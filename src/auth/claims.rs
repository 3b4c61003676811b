//! JWT claim set
//!
//! Standard claims (RFC 7519) plus the account role and a role-dependent
//! snapshot of the linked profile.

use chrono::NaiveDate;
use serde::{Deserialize, Serialize};
use uuid::Uuid;

use crate::domain::{Candidate, Company, User, UserRole};
use crate::error::AuthError;

/// Profile data embedded in the access token; binary attachments are left out
#[derive(Debug, Clone, PartialEq, Eq, Default, Serialize, Deserialize)]
#[serde(tag = "kind", rename_all = "lowercase")]
pub enum SessionProfile {
    Company(CompanySnapshot),
    Candidate(CandidateSnapshot),
    #[default]
    None,
}

#[derive(Debug, Clone, PartialEq, Eq, Serialize, Deserialize)]
pub struct CompanySnapshot {
    #[serde(skip_serializing_if = "Option::is_none")]
    pub id: Option<i64>,
    pub name: String,
    pub address: String,
    pub description: String,
    #[serde(skip_serializing_if = "Option::is_none")]
    pub contact_number: Option<String>,
    #[serde(skip_serializing_if = "Option::is_none")]
    pub category: Option<String>,
    #[serde(skip_serializing_if = "Option::is_none")]
    pub logo_file_name: Option<String>,
}

impl From<&Company> for CompanySnapshot {
    fn from(company: &Company) -> Self {
        Self {
            id: company.id,
            name: company.name.clone(),
            address: company.address.clone(),
            description: company.description.clone(),
            contact_number: company.contact_number.clone(),
            category: company.category.clone(),
            logo_file_name: company.logo.as_ref().map(|a| a.file_name.clone()),
        }
    }
}

#[derive(Debug, Clone, PartialEq, Eq, Serialize, Deserialize)]
pub struct CandidateSnapshot {
    #[serde(skip_serializing_if = "Option::is_none")]
    pub id: Option<i64>,
    pub first_name: String,
    pub last_name: String,
    pub address: String,
    #[serde(skip_serializing_if = "Option::is_none")]
    pub gender: Option<String>,
    #[serde(skip_serializing_if = "Option::is_none")]
    pub birthdate: Option<NaiveDate>,
    #[serde(skip_serializing_if = "Option::is_none")]
    pub resume_file_name: Option<String>,
    #[serde(skip_serializing_if = "Option::is_none")]
    pub photo_file_name: Option<String>,
}

impl From<&Candidate> for CandidateSnapshot {
    fn from(candidate: &Candidate) -> Self {
        Self {
            id: candidate.id,
            first_name: candidate.first_name.clone(),
            last_name: candidate.last_name.clone(),
            address: candidate.address.clone(),
            gender: candidate.gender.clone(),
            birthdate: candidate.birthdate,
            resume_file_name: candidate.resume.as_ref().map(|a| a.file_name.clone()),
            photo_file_name: candidate.photo.as_ref().map(|a| a.file_name.clone()),
        }
    }
}

/// JWT Claims for access tokens
#[derive(Debug, Serialize, Deserialize, Clone)]
pub struct Claims {
    /// Subject (user ID as UUID string)
    pub sub: String,
    pub email: String,
    pub role: UserRole,
    /// Unique token id; the refresh token issued alongside stores it
    pub jti: String,
    /// Expiration time (Unix timestamp)
    pub exp: i64,
    /// Issued at (Unix timestamp)
    pub iat: i64,
    pub iss: String,
    #[serde(default)]
    pub info: SessionProfile,
}

impl Claims {
    /// Builds claims for `user` with a fresh random `jti`
    pub fn new(user: &User, info: SessionProfile, lifetime_minutes: i64, issuer: String) -> Self {
        let now = chrono::Utc::now().timestamp();
        Self {
            sub: user.id.to_string(),
            email: user.email.clone(),
            role: user.role,
            jti: Uuid::new_v4().to_string(),
            exp: now + lifetime_minutes * 60,
            iat: now,
            iss: issuer,
            info,
        }
    }

    /// Extract user ID from claims
    pub fn user_id(&self) -> Result<Uuid, AuthError> {
        Uuid::parse_str(&self.sub).map_err(|_| AuthError::InvalidToken)
    }

    pub fn is_expired(&self) -> bool {
        self.exp < chrono::Utc::now().timestamp()
    }
}

#[cfg(test)]
mod tests {
    use super::*;
    use crate::domain::Attachment;

    fn user(role: UserRole) -> User {
        User {
            id: Uuid::new_v4(),
            email: "test@example.com".to_string(),
            password_hash: String::new(),
            role,
            created_at: chrono::Utc::now(),
        }
    }

    #[test]
    fn test_claims_creation() {
        let user = user(UserRole::Candidate);
        let claims = Claims::new(&user, SessionProfile::None, 15, "test".to_string());

        assert_eq!(claims.sub, user.id.to_string());
        assert_eq!(claims.email, "test@example.com");
        assert_eq!(claims.role, UserRole::Candidate);
        assert_eq!(claims.exp - claims.iat, 900);
        assert!(!claims.is_expired());
        assert_eq!(claims.user_id().unwrap(), user.id);
    }

    #[test]
    fn test_each_claim_set_gets_its_own_jti() {
        let user = user(UserRole::Company);
        let a = Claims::new(&user, SessionProfile::None, 15, "test".to_string());
        let b = Claims::new(&user, SessionProfile::None, 15, "test".to_string());
        assert_ne!(a.jti, b.jti);
    }

    #[test]
    fn test_invalid_user_id() {
        let mut claims = Claims::new(&user(UserRole::Company), SessionProfile::None, 15, "t".into());
        claims.sub = "invalid-uuid".to_string();
        assert!(claims.user_id().is_err());
    }

    #[test]
    fn test_company_snapshot_drops_file_content() {
        let company = Company {
            id: Some(4),
            name: "Acme".to_string(),
            logo: Some(Attachment {
                file_name: "logo_1.png".to_string(),
                content: vec![1, 2, 3],
            }),
            ..Company::default()
        };

        let profile = SessionProfile::Company(CompanySnapshot::from(&company));
        let json = serde_json::to_value(&profile).unwrap();

        assert_eq!(json["kind"], "company");
        assert_eq!(json["name"], "Acme");
        assert_eq!(json["logo_file_name"], "logo_1.png");
        assert!(json.get("content").is_none());
        assert!(json.get("contact_number").is_none());
    }

    #[test]
    fn test_missing_info_defaults_to_none() {
        let user = user(UserRole::Candidate);
        let claims = Claims::new(&user, SessionProfile::None, 15, "t".into());
        let mut json = serde_json::to_value(&claims).unwrap();
        json.as_object_mut().unwrap().remove("info");

        let parsed: Claims = serde_json::from_value(json).unwrap();
        assert_eq!(parsed.info, SessionProfile::None);
    }
}
use std::fmt;
use std::str::FromStr;

use chrono::{DateTime, Utc};
use serde::{Deserialize, Serialize};
use uuid::Uuid;

/// Which profile an account is linked to
#[derive(Debug, Clone, Copy, PartialEq, Eq, Serialize, Deserialize)]
#[serde(rename_all = "lowercase")]
pub enum UserRole {
    Company,
    Candidate,
}

impl UserRole {
    pub fn as_str(&self) -> &'static str {
        match self {
            UserRole::Company => "company",
            UserRole::Candidate => "candidate",
        }
    }
}

impl fmt::Display for UserRole {
    fn fmt(&self, f: &mut fmt::Formatter<'_>) -> fmt::Result {
        f.write_str(self.as_str())
    }
}

impl FromStr for UserRole {
    type Err = String;

    fn from_str(s: &str) -> Result<Self, Self::Err> {
        match s {
            "company" => Ok(UserRole::Company),
            "candidate" => Ok(UserRole::Candidate),
            other => Err(format!("unknown user role: {}", other)),
        }
    }
}

/// A credential record as held by the credential store
#[derive(Debug, Clone)]
pub struct User {
    pub id: Uuid,
    pub email: String,
    pub password_hash: String,
    pub role: UserRole,
    pub created_at: DateTime<Utc>,
}

/// Input for creating a credential record; the password travels separately
#[derive(Debug, Clone)]
pub struct NewUser {
    pub email: String,
    pub role: UserRole,
}

#[cfg(test)]
mod tests {
    use super::*;

    #[test]
    fn test_role_round_trips_through_str() {
        for role in [UserRole::Company, UserRole::Candidate] {
            assert_eq!(role.as_str().parse::<UserRole>().unwrap(), role);
        }
        assert!("admin".parse::<UserRole>().is_err());
    }

    #[test]
    fn test_role_serializes_lowercase() {
        let json = serde_json::to_string(&UserRole::Candidate).unwrap();
        assert_eq!(json, "\"candidate\"");
    }
}
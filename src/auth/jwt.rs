//! Access-token signing and validation (HS256 only).

use jsonwebtoken::errors::ErrorKind;
use jsonwebtoken::{decode, decode_header, encode, Algorithm, DecodingKey, EncodingKey, Header, Validation};

use crate::auth::claims::{Claims, SessionProfile};
use crate::configuration::JwtSettings;
use crate::domain::User;
use crate::error::AuthError;

const ALGORITHM: Algorithm = Algorithm::HS256;

/// Whether the validator rejects tokens past their `exp`
#[derive(Debug, Clone, Copy, PartialEq, Eq)]
pub enum ExpiryPolicy {
    /// Protected API calls
    Enforce,
    /// The refresh path, where an expired access token is the expected input
    Ignore,
}

/// A freshly signed access token together with the claims it carries
#[derive(Debug, Clone)]
pub struct IssuedAccessToken {
    pub token: String,
    pub claims: Claims,
}

/// Sign a new access token for `user`
///
/// # Errors
/// Returns `AuthError::Internal` if encoding fails
pub fn generate_access_token(
    user: &User,
    info: SessionProfile,
    config: &JwtSettings,
) -> Result<IssuedAccessToken, AuthError> {
    let claims = Claims::new(
        user,
        info,
        config.access_token_lifetime_minutes,
        config.issuer.clone(),
    );

    let token = encode(
        &Header::new(ALGORITHM),
        &claims,
        &EncodingKey::from_secret(config.secret.as_bytes()),
    )
    .map_err(|e| AuthError::Internal(format!("Token generation failed: {}", e)))?;

    Ok(IssuedAccessToken { token, claims })
}

/// Validate the signature, algorithm and issuer of an access token
///
/// The header algorithm is checked before any claim is decoded, so unsigned
/// or differently-signed tokens never reach the caller.
///
/// # Errors
/// `TokenExpired` if `expiry` is `Enforce` and the token is past its `exp`,
/// `InvalidToken` for anything else
pub fn validate_access_token(
    token: &str,
    config: &JwtSettings,
    expiry: ExpiryPolicy,
) -> Result<Claims, AuthError> {
    let header = decode_header(token).map_err(|e| {
        tracing::warn!("JWT header rejected: {}", e);
        AuthError::InvalidToken
    })?;
    if header.alg != ALGORITHM {
        tracing::warn!(alg = ?header.alg, "JWT signed with unexpected algorithm");
        return Err(AuthError::InvalidToken);
    }

    let mut validation = Validation::new(ALGORITHM);
    validation.set_issuer(&[&config.issuer]);
    validation.validate_exp = expiry == ExpiryPolicy::Enforce;

    decode::<Claims>(
        token,
        &DecodingKey::from_secret(config.secret.as_bytes()),
        &validation,
    )
    .map(|data| data.claims)
    .map_err(|e| match e.kind() {
        ErrorKind::ExpiredSignature => AuthError::TokenExpired,
        _ => {
            tracing::warn!("JWT validation error: {}", e);
            AuthError::InvalidToken
        }
    })
}
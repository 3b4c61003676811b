use serde::Serialize;
use uuid::Uuid;

use crate::error::AuthError;

/// Tokens minted by a successful login, registration or refresh
#[derive(Debug, Clone)]
pub struct Session {
    pub user_id: Uuid,
    pub access_token: String,
    pub refresh_token: String,
    /// Access-token lifetime in seconds
    pub expires_in: i64,
}

/// Uniform outcome handed to callers of the auth core
#[derive(Debug, Clone, Serialize)]
pub struct AuthResult {
    pub succeeded: bool,
    #[serde(skip_serializing_if = "Option::is_none")]
    pub token: Option<String>,
    #[serde(skip_serializing_if = "Option::is_none")]
    pub refresh_token: Option<String>,
    #[serde(skip_serializing_if = "Option::is_none")]
    pub token_type: Option<String>,
    #[serde(skip_serializing_if = "Option::is_none")]
    pub expires_in: Option<i64>,
    pub errors: Vec<String>,
}

impl AuthResult {
    pub fn success(session: &Session) -> Self {
        Self {
            succeeded: true,
            token: Some(session.access_token.clone()),
            refresh_token: Some(session.refresh_token.clone()),
            token_type: Some("Bearer".to_string()),
            expires_in: Some(session.expires_in),
            errors: Vec::new(),
        }
    }

    pub fn failure(errors: Vec<String>) -> Self {
        Self {
            succeeded: false,
            token: None,
            refresh_token: None,
            token_type: None,
            expires_in: None,
            errors,
        }
    }
}

impl From<Result<Session, AuthError>> for AuthResult {
    fn from(result: Result<Session, AuthError>) -> Self {
        match result {
            Ok(session) => AuthResult::success(&session),
            Err(e) => AuthResult::failure(e.messages()),
        }
    }
}
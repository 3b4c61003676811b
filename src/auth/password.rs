//! Password Hashing and Verification
//!
//! bcrypt hashing behind a configurable strength policy. Policy violations
//! are collected, not short-circuited, so a caller sees every problem at once.

use bcrypt::{hash, verify, DEFAULT_COST};
use serde::Deserialize;

use crate::error::{StoreError, ValidationError};

#[derive(Debug, Clone, Deserialize)]
#[serde(default)]
pub struct PasswordPolicy {
    pub min_length: usize,
    pub max_length: usize,
    pub require_digit: bool,
    pub require_lowercase: bool,
    pub require_uppercase: bool,
    /// bcrypt work factor
    pub hash_cost: u32,
}

impl Default for PasswordPolicy {
    fn default() -> Self {
        Self {
            min_length: 8,
            max_length: 128,
            require_digit: true,
            require_lowercase: true,
            require_uppercase: true,
            hash_cost: DEFAULT_COST,
        }
    }
}

impl PasswordPolicy {
    /// Every rule the password breaks
    pub fn violations(&self, password: &str) -> Vec<ValidationError> {
        let mut errors = Vec::new();
        let length = password.chars().count();

        if length < self.min_length {
            errors.push(ValidationError::TooShort("password".to_string(), self.min_length));
        }
        // bcrypt limitation and DoS prevention
        if length > self.max_length {
            errors.push(ValidationError::TooLong("password".to_string(), self.max_length));
        }
        if self.require_digit && !password.chars().any(|c| c.is_ascii_digit()) {
            errors.push(ValidationError::Missing(
                "password must contain at least one digit".to_string(),
            ));
        }
        if self.require_lowercase && !password.chars().any(|c| c.is_lowercase()) {
            errors.push(ValidationError::Missing(
                "password must contain at least one lowercase letter".to_string(),
            ));
        }
        if self.require_uppercase && !password.chars().any(|c| c.is_uppercase()) {
            errors.push(ValidationError::Missing(
                "password must contain at least one uppercase letter".to_string(),
            ));
        }

        errors
    }
}

/// Hash a password after checking it against `policy`
///
/// # Errors
/// `StoreError::Rejected` listing every policy violation, or
/// `StoreError::Database` if bcrypt itself fails
pub fn hash_password(password: &str, policy: &PasswordPolicy) -> Result<String, StoreError> {
    let violations = policy.violations(password);
    if !violations.is_empty() {
        return Err(StoreError::Rejected(
            violations.iter().map(ToString::to_string).collect(),
        ));
    }

    hash(password, policy.hash_cost)
        .map_err(|e| StoreError::Database(format!("Password hashing failed: {}", e)))
}

/// Verify a password against its bcrypt hash
pub fn verify_password(password: &str, hash: &str) -> Result<bool, StoreError> {
    verify(password, hash)
        .map_err(|e| StoreError::Database(format!("Password verification failed: {}", e)))
}

#[cfg(test)]
mod tests {
    use super::*;

    fn fast_policy() -> PasswordPolicy {
        PasswordPolicy {
            hash_cost: 4,
            ..PasswordPolicy::default()
        }
    }

    #[test]
    fn test_hash_password() {
        let password = "ValidPassword123";
        let hash = hash_password(password, &fast_policy()).expect("Failed to hash password");

        assert_ne!(password, hash);
        assert!(hash.starts_with("$2"));
    }

    #[test]
    fn test_verify_password() {
        let hash = hash_password("ValidPassword123", &fast_policy()).unwrap();

        assert!(verify_password("ValidPassword123", &hash).unwrap());
        assert!(!verify_password("WrongPassword123", &hash).unwrap());
    }

    #[test]
    fn test_too_short_password() {
        let result = hash_password("Short1", &fast_policy());
        assert!(matches!(result, Err(StoreError::Rejected(_))));
    }

    #[test]
    fn test_too_long_password() {
        let long_password = "a".repeat(129) + "A1";
        assert!(hash_password(&long_password, &fast_policy()).is_err());
    }

    #[test]
    fn test_all_violations_reported() {
        let errors = fast_policy().violations("abc");
        // too short, no digit, no uppercase
        assert_eq!(errors.len(), 3);
    }

    #[test]
    fn test_missing_character_classes() {
        let policy = fast_policy();
        assert_eq!(policy.violations("NoDigitsPassword").len(), 1);
        assert_eq!(policy.violations("NOLOWERCASE1").len(), 1);
        assert_eq!(policy.violations("nouppercase1").len(), 1);
        assert!(policy.violations("ValidPassword123").is_empty());
    }

    #[test]
    fn test_relaxed_policy() {
        let policy = PasswordPolicy {
            min_length: 5,
            require_uppercase: false,
            hash_cost: 4,
            ..PasswordPolicy::default()
        };
        assert!(hash_password("pw123", &policy).is_ok());
    }
}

--*--

Everything from the line that contains "let policy = fast_policy();" to the last line of the entries above should be repeated word for word, both lines included, with no other output.

        let policy = fast_policy();
        assert_eq!(policy.violations("NoDigitsPassword").len(), 1);
        assert_eq!(policy.violations("NOLOWERCASE1").len(), 1);
        assert_eq!(policy.violations("nouppercase1").len(), 1);
        assert!(policy.violations("ValidPassword123").is_empty());
    }

    #[test]
    fn test_relaxed_policy() {
        let policy = PasswordPolicy {
            min_length: 5,
            require_uppercase: false,
            hash_cost: 4,
            ..PasswordPolicy::default()
        };
        assert!(hash_password("pw123", &policy).is_ok());
    }
}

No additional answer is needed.